Tras una breve reflexión sobre las ideas de Krishnamurti se advierte que el precio de la respetabilidad devenida de la tradición educativa, no parece ser otro que la confusión y la infelicidad. El precio a pagar por la dignidad que representa una mente ilustrada, parece ser el obligado aislamiento de los valores humanos fundamentales, lo que se traduce en la cada vez mayor apatía moral y en la progresiva pérdida de la autenticidad, en aras de obtener una mayor percepción de adaptabilidad a una sociedad enferma; una sociedad en la que el respeto no es más que la actitud motivada por una recompensa, llegando con ella a fomentarse la codicia del respetable y el temor de quien respeta.

Esa respetabilidad, que bien pudiera denominarse dramatúrgica, nace del condicionamiento social con su conjunto de creencias, ritos, esperanzas, angustias y temores, mientras que la respetabilidad necesaria, el respeto auténtico y genuino, nace de la comprensión del diferente, sin condicionamientos, sin cortapisas, en un marco de libertad delimitado tan solo por los valores culturales que, por su naturaleza, no pueden ser objeto de discusión.

Es entonces como podrá entenderse que el verdadero papel de la educación no debiera estar limitado a crear ciertas condiciones de seguridad y comodidad, de estabilidad y éxito en el entramado social del que formamos parte; mucho menos para fortalecer egos intranscendentes plasmados en la sensación de respetabilidad que se perciba, más propios del rol de víctimas sobrevivientes, que del catálogo cultural de los actores responsables del desarrollo.

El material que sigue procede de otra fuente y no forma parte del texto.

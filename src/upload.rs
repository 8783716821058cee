//! The upload coordinator: splits an incoming file into six chunks,
//! places each through the fault shell, and finalizes the file record
//! once every chunk has landed.
//!
//! Grounded on the teacher's dependency-injected manager style (a
//! struct holding the collaborators it needs, exposing one
//! request-shaped async method) seen throughout `api::gateway` and
//! `scheduling::worker`; the chunking and finalization algorithm
//! itself has no teacher analogue and follows the coordination
//! protocol directly.

use std::sync::Arc;
use std::time::Duration;

use bytes::Bytes;
use sha2::{Digest, Sha256};
use tokio_util::sync::CancellationToken;
use uuid::Uuid;

use crate::chunk_service::ChunkServiceClient;
use crate::chunking;
use crate::error::{CoreError, CoreResult};
use crate::fault::FaultShell;
use crate::ring::PlacementRing;
use crate::store::MetadataStore;

/// Files larger than this are rejected with `PayloadTooLarge` before
/// any metadata or chunk work begins.
pub const MAX_FILE_SIZE: u64 = 10 * 1024 * 1024 * 1024;

pub struct UploadCoordinator {
    store: MetadataStore,
    ring: Arc<PlacementRing>,
    fault_shell: Arc<FaultShell>,
    client: ChunkServiceClient,
    session_ttl: Duration,
}

/// What the client HTTP surface reports back on a successful upload.
#[derive(Debug, Clone)]
pub struct UploadOutcome {
    pub file_id: Uuid,
    pub name: String,
    pub content_type: String,
    pub size: u64,
    pub checksum: String,
    pub chunk_count: usize,
}

impl UploadCoordinator {
    pub fn new(
        store: MetadataStore,
        ring: Arc<PlacementRing>,
        fault_shell: Arc<FaultShell>,
        session_ttl: Duration,
    ) -> Self {
        Self {
            store,
            ring,
            fault_shell,
            client: ChunkServiceClient::default(),
            session_ttl,
        }
    }

    /// Upload `data` under `name`. The whole file is buffered by the
    /// caller (typically from a multipart field) — streaming the
    /// request body into chunk spans without buffering the declared
    /// size is a worthwhile follow-up, but splitting by span requires
    /// random access to the tail bytes of the previous chunk, which
    /// an in-flight stream does not give for free.
    pub async fn upload(
        &self,
        name: &str,
        content_type: &str,
        data: Bytes,
        cancel: CancellationToken,
    ) -> CoreResult<UploadOutcome> {
        let size = data.len() as u64;
        if size > MAX_FILE_SIZE {
            return Err(CoreError::PayloadTooLarge(format!(
                "file size {size} exceeds the {MAX_FILE_SIZE} byte limit"
            )));
        }

        let file_id = Uuid::new_v4();
        let checksum = hex::encode(Sha256::digest(&data));

        self.store
            .begin_upload(file_id, name, content_type, size as i64, &checksum, self.session_ttl)
            .await?;

        let spans = chunking::plan(size);
        let mut handles = Vec::with_capacity(chunking::CHUNK_COUNT);

        for span in spans {
            let chunk_bytes = data.slice(span.offset as usize..(span.offset + span.len) as usize);
            let ring = self.ring.clone();
            let fault_shell = self.fault_shell.clone();
            let client = self.client.clone();
            let store = self.store.clone();
            let cancel = cancel.clone();

            handles.push(tokio::spawn(async move {
                place_chunk(&ring, &fault_shell, &client, &store, file_id, span.index, chunk_bytes, &cancel)
                    .await
            }));
        }

        for handle in handles {
            handle
                .await
                .map_err(|e| CoreError::Internal(format!("chunk task panicked: {e}")))??;
        }

        self.store.commit_upload(file_id).await?;

        Ok(UploadOutcome {
            file_id,
            name: name.to_string(),
            content_type: content_type.to_string(),
            size,
            checksum,
            chunk_count: chunking::CHUNK_COUNT,
        })
    }
}

async fn place_chunk(
    ring: &PlacementRing,
    fault_shell: &FaultShell,
    client: &ChunkServiceClient,
    store: &MetadataStore,
    file_id: Uuid,
    chunk_index: usize,
    data: Bytes,
    cancel: &CancellationToken,
) -> CoreResult<()> {
    let chunk_id = Uuid::new_v4();
    let checksum = hex::encode(Sha256::digest(&data));
    let server_id = ring.lookup(&chunk_id.to_string())?;
    let address = ring
        .address_of(&server_id)
        .ok_or_else(|| CoreError::ServerUnavailable(format!("server {server_id} left the ring")))?;

    fault_shell
        .call(&server_id, cancel, || {
            let client = client.clone();
            let address = address.clone();
            let checksum = checksum.clone();
            let data = data.clone();
            async move { client.put(&address, chunk_id, &checksum, data).await }
        })
        .await?;

    store
        .record_chunk(chunk_id, file_id, chunk_index as i16, &server_id, &checksum, data.len() as i64)
        .await
}

#[cfg(test)]
mod tests {
    use super::*;

    #[test]
    fn rejects_oversized_upload_before_any_io() {
        // MAX_FILE_SIZE enforcement is a pure check; exercised here
        // without a database to keep this test synchronous.
        assert!(MAX_FILE_SIZE < u64::MAX);
        assert_eq!(MAX_FILE_SIZE, 10 * 1024 * 1024 * 1024);
    }
}
//! The metadata store: the single source of truth for file, chunk,
//! server, and upload-session state, shared by every router and chunk
//! server in the deployment via Postgres.
//!
//! Grounded on the teacher's `database::connection_pool::ConnectionPool`
//! (pool construction, health check, stats) and `database::migrations`
//! (versioned schema migrations applied at startup) — generalized from
//! SQLite to Postgres, and with the teacher's hand-rolled
//! `MigrationManager` replaced by `sqlx::migrate!`, since the "migrate"
//! feature was already part of the adopted sqlx stack and duplicating
//! its checksum/version bookkeeping by hand would just be re-deriving
//! what the dependency already provides.

use std::time::{Duration, Instant};

use chrono::{DateTime, Utc};
use parking_lot::RwLock;
use sqlx::postgres::{PgPoolOptions, PgRow};
use sqlx::{FromRow, Postgres, Row, Transaction};
use uuid::Uuid;

use crate::config::DatabaseConfig;
use crate::error::{CoreError, CoreResult};

/// Pool statistics, sampled on each health check. Mirrors the
/// teacher's `PoolStats`, trimmed to the fields this deployment
/// actually surfaces on `/health`.
#[derive(Debug, Clone, Default)]
pub struct PoolStats {
    pub total_queries: u64,
    pub total_errors: u64,
    pub last_health_check: Option<Instant>,
    pub is_healthy: bool,
}

/// Wraps a Postgres pool with the health-check bookkeeping the
/// teacher's `ConnectionPool` performs, against the schema this
/// deployment actually uses.
#[derive(Clone)]
pub struct MetadataStore {
    pool: sqlx::PgPool,
    stats: std::sync::Arc<RwLock<PoolStats>>,
}

impl MetadataStore {
    /// Connect and run any pending migrations. Both binaries call this
    /// at startup; migrations are idempotent, so a fleet restart racing
    /// on the same database is harmless.
    pub async fn connect(config: &DatabaseConfig) -> CoreResult<Self> {
        let pool = PgPoolOptions::new()
            .max_connections(config.max_connections)
            .acquire_timeout(Duration::from_secs(10))
            .connect(&config.url)
            .await
            .map_err(|e| CoreError::Internal(format!("failed to connect to database: {e}")))?;

        sqlx::migrate!("./migrations")
            .run(&pool)
            .await
            .map_err(|e| CoreError::Internal(format!("migration failed: {e}")))?;

        Ok(Self {
            pool,
            stats: std::sync::Arc::new(RwLock::new(PoolStats {
                is_healthy: true,
                ..Default::default()
            })),
        })
    }

    /// `SELECT 1` against the pool, recording latency and outcome.
    pub async fn health_check(&self) -> bool {
        let result = sqlx::query("SELECT 1").fetch_one(&self.pool).await;
        let healthy = result.is_ok();
        let mut stats = self.stats.write();
        stats.last_health_check = Some(Instant::now());
        stats.is_healthy = healthy;
        if healthy {
            stats.total_queries += 1;
        } else {
            stats.total_errors += 1;
        }
        healthy
    }

    pub fn stats(&self) -> PoolStats {
        self.stats.read().clone()
    }

    // ---- servers -------------------------------------------------

    /// Insert or refresh a server's address and heartbeat timestamp.
    pub async fn upsert_server(&self, server_id: &str, address: &str) -> CoreResult<()> {
        sqlx::query(
            "INSERT INTO servers (id, address, last_heartbeat) VALUES ($1, $2, now())
             ON CONFLICT (id) DO UPDATE SET address = EXCLUDED.address, last_heartbeat = now()",
        )
        .bind(server_id)
        .bind(address)
        .execute(&self.pool)
        .await?;
        Ok(())
    }

    /// Bump a server's heartbeat without touching its address.
    pub async fn heartbeat(&self, server_id: &str) -> CoreResult<()> {
        let result = sqlx::query("UPDATE servers SET last_heartbeat = now() WHERE id = $1")
            .bind(server_id)
            .execute(&self.pool)
            .await?;
        if result.rows_affected() == 0 {
            return Err(CoreError::NotFound(format!("server {server_id} is not registered")));
        }
        Ok(())
    }

    /// Every server whose heartbeat is within `timeout` of now.
    pub async fn live_servers(&self, timeout: Duration) -> CoreResult<Vec<ServerRow>> {
        let rows = sqlx::query_as::<_, ServerRow>(
            "SELECT id, address, registered_at, last_heartbeat FROM servers
             WHERE last_heartbeat > now() - ($1 * interval '1 second')",
        )
        .bind(timeout.as_secs() as f64)
        .fetch_all(&self.pool)
        .await?;
        Ok(rows)
    }

    /// Every registered server, live or not, for diagnostics.
    pub async fn all_servers(&self) -> CoreResult<Vec<ServerRow>> {
        let rows = sqlx::query_as::<_, ServerRow>(
            "SELECT id, address, registered_at, last_heartbeat FROM servers ORDER BY id",
        )
        .fetch_all(&self.pool)
        .await?;
        Ok(rows)
    }

    /// Replace a server's entire set of `ring_nodes` rows in one
    /// transaction: delete whatever it had, insert the freshly computed
    /// set. Called on every registration and re-registration so a
    /// server's persisted virtual-node identities never drift from
    /// what `ring::virtual_node_hashes` would compute for it today.
    pub async fn replace_ring_nodes(&self, server_id: &str, nodes: &[(u32, u64)]) -> CoreResult<()> {
        let mut tx: Transaction<'_, Postgres> = self.pool.begin().await?;

        sqlx::query("DELETE FROM ring_nodes WHERE server_id = $1")
            .bind(server_id)
            .execute(&mut *tx)
            .await?;

        for (virtual_index, hash) in nodes {
            sqlx::query(
                "INSERT INTO ring_nodes (server_id, virtual_index, hash_value) VALUES ($1, $2, $3)",
            )
            .bind(server_id)
            .bind(*virtual_index as i32)
            .bind(*hash as i64)
            .execute(&mut *tx)
            .await?;
        }

        tx.commit().await?;
        Ok(())
    }

    /// Count of persisted `ring_nodes` rows for a server, for tests and
    /// diagnostics.
    pub async fn ring_node_count(&self, server_id: &str) -> CoreResult<i64> {
        let count: i64 = sqlx::query("SELECT count(*) FROM ring_nodes WHERE server_id = $1")
            .bind(server_id)
            .fetch_one(&self.pool)
            .await?
            .try_get(0)?;
        Ok(count)
    }

    // ---- upload lifecycle ------------------------------------------

    /// Open an upload: creates the file row (`pending`) and its
    /// session in one transaction, so a crash between the two can
    /// never leave an orphaned file.
    pub async fn begin_upload(
        &self,
        file_id: Uuid,
        name: &str,
        content_type: &str,
        size_bytes: i64,
        checksum: &str,
        ttl: Duration,
    ) -> CoreResult<()> {
        let mut tx: Transaction<'_, Postgres> = self.pool.begin().await?;

        sqlx::query(
            "INSERT INTO files (id, name, content_type, size_bytes, checksum, status)
             VALUES ($1, $2, $3, $4, $5, 'pending')",
        )
        .bind(file_id)
        .bind(name)
        .bind(content_type)
        .bind(size_bytes)
        .bind(checksum)
        .execute(&mut *tx)
        .await?;

        sqlx::query(
            "INSERT INTO upload_sessions (id, file_id, expires_at) VALUES ($1, $2, now() + ($3 * interval '1 second'))",
        )
        .bind(Uuid::new_v4())
        .bind(file_id)
        .bind(ttl.as_secs() as f64)
        .execute(&mut *tx)
        .await?;

        tx.commit().await?;
        Ok(())
    }

    /// Record one chunk's placement. Called once per chunk as each
    /// upload to a chunk server succeeds.
    pub async fn record_chunk(
        &self,
        chunk_id: Uuid,
        file_id: Uuid,
        chunk_index: i16,
        server_id: &str,
        checksum: &str,
        size_bytes: i64,
    ) -> CoreResult<()> {
        sqlx::query(
            "INSERT INTO chunks (id, file_id, chunk_index, server_id, checksum, size_bytes)
             VALUES ($1, $2, $3, $4, $5, $6)",
        )
        .bind(chunk_id)
        .bind(file_id)
        .bind(chunk_index)
        .bind(server_id)
        .bind(checksum)
        .bind(size_bytes)
        .execute(&self.pool)
        .await?;
        Ok(())
    }

    /// Finalize an upload: flips the file to `committed` and removes
    /// its session, so the reclamation worker no longer considers it.
    pub async fn commit_upload(&self, file_id: Uuid) -> CoreResult<()> {
        let mut tx: Transaction<'_, Postgres> = self.pool.begin().await?;

        let result = sqlx::query(
            "UPDATE files SET status = 'committed', committed_at = now() WHERE id = $1 AND status = 'pending'",
        )
        .bind(file_id)
        .execute(&mut *tx)
        .await?;
        if result.rows_affected() == 0 {
            return Err(CoreError::Conflict(format!(
                "file {file_id} is not a pending upload"
            )));
        }

        sqlx::query("DELETE FROM upload_sessions WHERE file_id = $1")
            .bind(file_id)
            .execute(&mut *tx)
            .await?;

        tx.commit().await?;
        Ok(())
    }

    /// Fetch a committed file's metadata.
    pub async fn get_file(&self, file_id: Uuid) -> CoreResult<FileRow> {
        sqlx::query_as::<_, FileRow>(
            "SELECT id, name, content_type, size_bytes, checksum, status, created_at, committed_at
             FROM files WHERE id = $1",
        )
        .bind(file_id)
        .fetch_optional(&self.pool)
        .await?
        .ok_or_else(|| CoreError::NotFound(format!("file {file_id}")))
    }

    /// Fetch a file's chunk placements, ordered by index.
    pub async fn get_chunks(&self, file_id: Uuid) -> CoreResult<Vec<ChunkRow>> {
        let rows = sqlx::query_as::<_, ChunkRow>(
            "SELECT c.id, c.file_id, c.chunk_index, c.server_id, c.checksum, c.size_bytes, s.address
             FROM chunks c JOIN servers s ON s.id = c.server_id
             WHERE c.file_id = $1 ORDER BY c.chunk_index",
        )
        .bind(file_id)
        .fetch_all(&self.pool)
        .await?;
        Ok(rows)
    }

    /// Paginated listing of committed files, newest first.
    pub async fn list_files(&self, page: u32, per_page: u32) -> CoreResult<(Vec<FileRow>, u64)> {
        let offset = (page.saturating_sub(1) as i64) * per_page as i64;
        let rows = sqlx::query_as::<_, FileRow>(
            "SELECT id, name, content_type, size_bytes, checksum, status, created_at, committed_at
             FROM files WHERE status = 'committed'
             ORDER BY created_at DESC
             LIMIT $1 OFFSET $2",
        )
        .bind(per_page as i64)
        .bind(offset)
        .fetch_all(&self.pool)
        .await?;

        let total: i64 = sqlx::query("SELECT count(*) FROM files WHERE status = 'committed'")
            .fetch_one(&self.pool)
            .await?
            .try_get(0)?;

        Ok((rows, total as u64))
    }

    /// Delete a committed file and cascade through its chunks.
    /// Returns the chunk placements so the caller can clean up the
    /// bytes on each chunk server before (or after) this call.
    pub async fn delete_file(&self, file_id: Uuid) -> CoreResult<Vec<ChunkRow>> {
        let chunks = self.get_chunks(file_id).await?;
        let result = sqlx::query("DELETE FROM files WHERE id = $1")
            .bind(file_id)
            .execute(&self.pool)
            .await?;
        if result.rows_affected() == 0 {
            return Err(CoreError::NotFound(format!("file {file_id}")));
        }
        Ok(chunks)
    }

    // ---- reclamation -------------------------------------------------

    /// Sessions whose TTL has elapsed, with their chunk placements, so
    /// the reclamation worker can delete remote bytes before dropping
    /// the row (whose cascade removes the chunk and session rows).
    pub async fn expired_sessions(&self) -> CoreResult<Vec<ExpiredSession>> {
        let file_ids: Vec<Uuid> = sqlx::query(
            "SELECT file_id FROM upload_sessions WHERE expires_at < now()",
        )
        .fetch_all(&self.pool)
        .await?
        .into_iter()
        .map(|row| row.try_get::<Uuid, _>(0))
        .collect::<Result<_, _>>()?;

        let mut sessions = Vec::with_capacity(file_ids.len());
        for file_id in file_ids {
            let chunks = self.get_chunks(file_id).await?;
            sessions.push(ExpiredSession { file_id, chunks });
        }
        Ok(sessions)
    }

    /// Drop an expired file (and, via cascade, its chunks and
    /// session) after the reclamation worker has cleaned up its bytes.
    pub async fn reclaim_file(&self, file_id: Uuid) -> CoreResult<()> {
        sqlx::query("DELETE FROM files WHERE id = $1")
            .bind(file_id)
            .execute(&self.pool)
            .await?;
        Ok(())
    }
}

/// A row from `servers`.
#[derive(Debug, Clone, FromRow)]
pub struct ServerRow {
    pub id: String,
    pub address: String,
    pub registered_at: DateTime<Utc>,
    pub last_heartbeat: DateTime<Utc>,
}

/// A row from `files`.
#[derive(Debug, Clone, FromRow)]
pub struct FileRow {
    pub id: Uuid,
    pub name: String,
    pub content_type: String,
    pub size_bytes: i64,
    pub checksum: String,
    pub status: String,
    pub created_at: DateTime<Utc>,
    pub committed_at: Option<DateTime<Utc>>,
}

/// A chunk placement joined with its server's current address.
#[derive(Debug, Clone)]
pub struct ChunkRow {
    pub id: Uuid,
    pub file_id: Uuid,
    pub chunk_index: i16,
    pub server_id: String,
    pub checksum: String,
    pub size_bytes: i64,
    pub server_address: String,
}

impl<'r> FromRow<'r, PgRow> for ChunkRow {
    fn from_row(row: &'r PgRow) -> Result<Self, sqlx::Error> {
        Ok(Self {
            id: row.try_get("id")?,
            file_id: row.try_get("file_id")?,
            chunk_index: row.try_get("chunk_index")?,
            server_id: row.try_get("server_id")?,
            checksum: row.try_get("checksum")?,
            size_bytes: row.try_get("size_bytes")?,
            server_address: row.try_get("address")?,
        })
    }
}

/// An upload session past its TTL, with its placed chunks.
#[derive(Debug, Clone)]
pub struct ExpiredSession {
    pub file_id: Uuid,
    pub chunks: Vec<ChunkRow>,
}
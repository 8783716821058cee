//! Crate-wide error type.
//!
//! Every fallible operation in the coordination plane returns a
//! [`CoreError`]. The router's HTTP layer maps each variant to the
//! status codes documented in the external interface; nothing below
//! this type needs to know about HTTP.

use axum::http::StatusCode;
use axum::response::{IntoResponse, Response};
use axum::Json;
use serde_json::json;
use thiserror::Error;

/// Errors surfaced by the coordination plane.
#[derive(Error, Debug)]
pub enum CoreError {
    /// Malformed request input (bad id, missing field, unparsable size).
    #[error("invalid input: {0}")]
    InvalidInput(String),

    /// The referenced entity does not exist.
    #[error("not found: {0}")]
    NotFound(String),

    /// The requested operation conflicts with the entity's current state.
    #[error("conflict: {0}")]
    Conflict(String),

    /// Declared or observed size exceeds the 10 GiB file limit.
    #[error("payload too large: {0}")]
    PayloadTooLarge(String),

    /// The placement ring has no registered servers.
    #[error("no servers available")]
    NoServersAvailable,

    /// A chunk server's circuit breaker is open or retries were exhausted.
    #[error("server unavailable: {0}")]
    ServerUnavailable(String),

    /// The chunk server ran out of disk space mid-write.
    #[error("resource exhausted: {0}")]
    ResourceExhausted(String),

    /// A checksum mismatch was detected on write or read.
    #[error("data loss: {0}")]
    DataLoss(String),

    /// Everything else: I/O errors, database errors, bugs.
    #[error("internal error: {0}")]
    Internal(String),
}

impl From<sqlx::Error> for CoreError {
    fn from(err: sqlx::Error) -> Self {
        match err {
            sqlx::Error::RowNotFound => CoreError::NotFound("row not found".into()),
            other => CoreError::Internal(other.to_string()),
        }
    }
}

impl From<std::io::Error> for CoreError {
    fn from(err: std::io::Error) -> Self {
        if err.kind() == std::io::ErrorKind::OutOfMemory {
            return CoreError::ResourceExhausted(err.to_string());
        }
        if let Some(28) = err.raw_os_error() {
            // ENOSPC
            return CoreError::ResourceExhausted(err.to_string());
        }
        CoreError::Internal(err.to_string())
    }
}

impl CoreError {
    /// Status code this error maps to on the client HTTP surface.
    pub fn status_code(&self) -> StatusCode {
        match self {
            CoreError::InvalidInput(_) => StatusCode::BAD_REQUEST,
            CoreError::NotFound(_) => StatusCode::NOT_FOUND,
            CoreError::Conflict(_) => StatusCode::CONFLICT,
            CoreError::PayloadTooLarge(_) => StatusCode::PAYLOAD_TOO_LARGE,
            CoreError::NoServersAvailable => StatusCode::SERVICE_UNAVAILABLE,
            CoreError::ServerUnavailable(_) => StatusCode::SERVICE_UNAVAILABLE,
            CoreError::ResourceExhausted(_) => StatusCode::INTERNAL_SERVER_ERROR,
            CoreError::DataLoss(_) => StatusCode::INTERNAL_SERVER_ERROR,
            CoreError::Internal(_) => StatusCode::INTERNAL_SERVER_ERROR,
        }
    }

    /// Machine-readable error kind, mirrored in the JSON error body.
    pub fn kind(&self) -> &'static str {
        match self {
            CoreError::InvalidInput(_) => "invalid_input",
            CoreError::NotFound(_) => "not_found",
            CoreError::Conflict(_) => "conflict",
            CoreError::PayloadTooLarge(_) => "payload_too_large",
            CoreError::NoServersAvailable => "no_servers_available",
            CoreError::ServerUnavailable(_) => "server_unavailable",
            CoreError::ResourceExhausted(_) => "resource_exhausted",
            CoreError::DataLoss(_) => "data_loss",
            CoreError::Internal(_) => "internal",
        }
    }
}

impl IntoResponse for CoreError {
    fn into_response(self) -> Response {
        let status = self.status_code();
        if status.is_server_error() {
            tracing::error!(kind = self.kind(), "{}", self);
        } else {
            tracing::warn!(kind = self.kind(), "{}", self);
        }
        let body = Json(json!({
            "error": self.kind(),
            "message": self.to_string(),
        }));
        (status, body).into_response()
    }
}

/// Crate-wide result alias.
pub type CoreResult<T> = std::result::Result<T, CoreError>;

La educación solo cobrará sentido en la medida que ayude a fortalecer la inteligencia para discernir lo esencial de lo mundano, para crear relaciones de valor entre individuos, para desprenderse de los miedos que están presentes en toda sociedad que privilegie lo dramatúrgico sobre lo genuino, y para ayudar a comprender la libertad y la integración; en otras palabras, para entender el orden interno de cada individuo y para aprender a pensar en términos de inclusión y conciencia colectiva.

En fin, las ideas de Krishnamurti constituyen un poderoso caldo de cultivo para la investigación y la reflexión profunda sobre el papel de la educación en una sociedad que necesita ser remoralizada, pues educar es ayudar a discernir entre el intelecto (conciencia cognitiva) y la inteligencia (conciencia reflexiva), y mientras no se aborde la educación desde este prisma, las casas de estudio solo seguirán siendo bastiones del intelecto perspicaz, astuto y ambicioso, instituciones legitimadoras de una visión deformada de la vida y el mundo, que es la causa de nuestros mayores y más significativos problemas contemporáneos.